Data items:
· · · · ·

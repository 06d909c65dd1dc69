//! central-collector - receives drone batches and logs them
//!
//! Stand-in for the central server during local runs. Nothing is stored.
//!
//! ```bash
//! central-collector --listen-addr 0.0.0.0:6000
//! ```

use anyhow::{Context, Result};
use clap::Parser;
use drone_edge::collector::{CollectorListener, DEFAULT_COLLECTOR_ADDR};
use std::net::SocketAddr;
use tokio::sync::mpsc;
use tokio_util::sync::CancellationToken;
use tracing::{info, warn};

/// Batches buffered between connection tasks and the logger.
const BATCH_CHANNEL_CAPACITY: usize = 64;

#[derive(Parser, Debug)]
#[command(name = "central-collector")]
#[command(about = "Receive batches from drones and log them")]
#[command(version)]
struct CliArgs {
    /// Address to listen on for drone connections
    #[arg(long, default_value = DEFAULT_COLLECTOR_ADDR)]
    listen_addr: SocketAddr,

    /// Emit logs as JSON lines
    #[arg(long)]
    log_json: bool,
}

#[tokio::main]
async fn main() -> Result<()> {
    let args = CliArgs::parse();

    let filter = tracing_subscriber::EnvFilter::try_from_default_env()
        .unwrap_or_else(|_| tracing_subscriber::EnvFilter::new("info"));
    let builder = tracing_subscriber::fmt().with_env_filter(filter).with_target(false);
    if args.log_json {
        builder.json().init();
    } else {
        builder.init();
    }

    let listener = CollectorListener::bind(args.listen_addr)
        .await
        .context("Collector startup failed")?;
    let (tx, mut rx) = mpsc::channel(BATCH_CHANNEL_CAPACITY);
    let cancel_token = CancellationToken::new();
    let server = tokio::spawn(listener.run(tx, cancel_token.clone()));

    let mut batches = 0u64;
    loop {
        tokio::select! {
            signal = tokio::signal::ctrl_c() => {
                if let Err(e) = signal {
                    warn!(error = %e, "Failed to listen for Ctrl-C");
                }
                info!(batches, "Shutting down");
                cancel_token.cancel();
                break;
            }
            received = rx.recv() => {
                let Some(batch) = received else { break };
                batches += 1;
                info!(
                    peer = %batch.peer,
                    summaries = batch.summaries.len(),
                    anomalies = batch.anomalies.len(),
                    "Batch received"
                );
                for summary in &batch.summaries {
                    info!(
                        avg_temp = summary.avg_temp,
                        avg_humid = summary.avg_humid,
                        last_update = %summary.last_update,
                        "Summary"
                    );
                }
                for anomaly in &batch.anomalies {
                    warn!(%anomaly, "Anomaly reported by drone");
                }
            }
        }
    }

    server.await.context("Collector task panicked")??;
    Ok(())
}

· · · · ·

TASK DIRECTIONS:
Each line of the records above, from the first through the one containing "use tokio::sync::mpsc;", is to be retyped exactly; no other line belongs.

TASK ANSWER:
repository 06d909c65dd1dc69
//! central-collector - receives drone batches and logs them
//!
//! Stand-in for the central server during local runs. Nothing is stored.
//!
//! ```bash
//! central-collector --listen-addr 0.0.0.0:6000
//! ```

use anyhow::{Context, Result};
use clap::Parser;
use drone_edge::collector::{CollectorListener, DEFAULT_COLLECTOR_ADDR};
use std::net::SocketAddr;
use tokio::sync::mpsc;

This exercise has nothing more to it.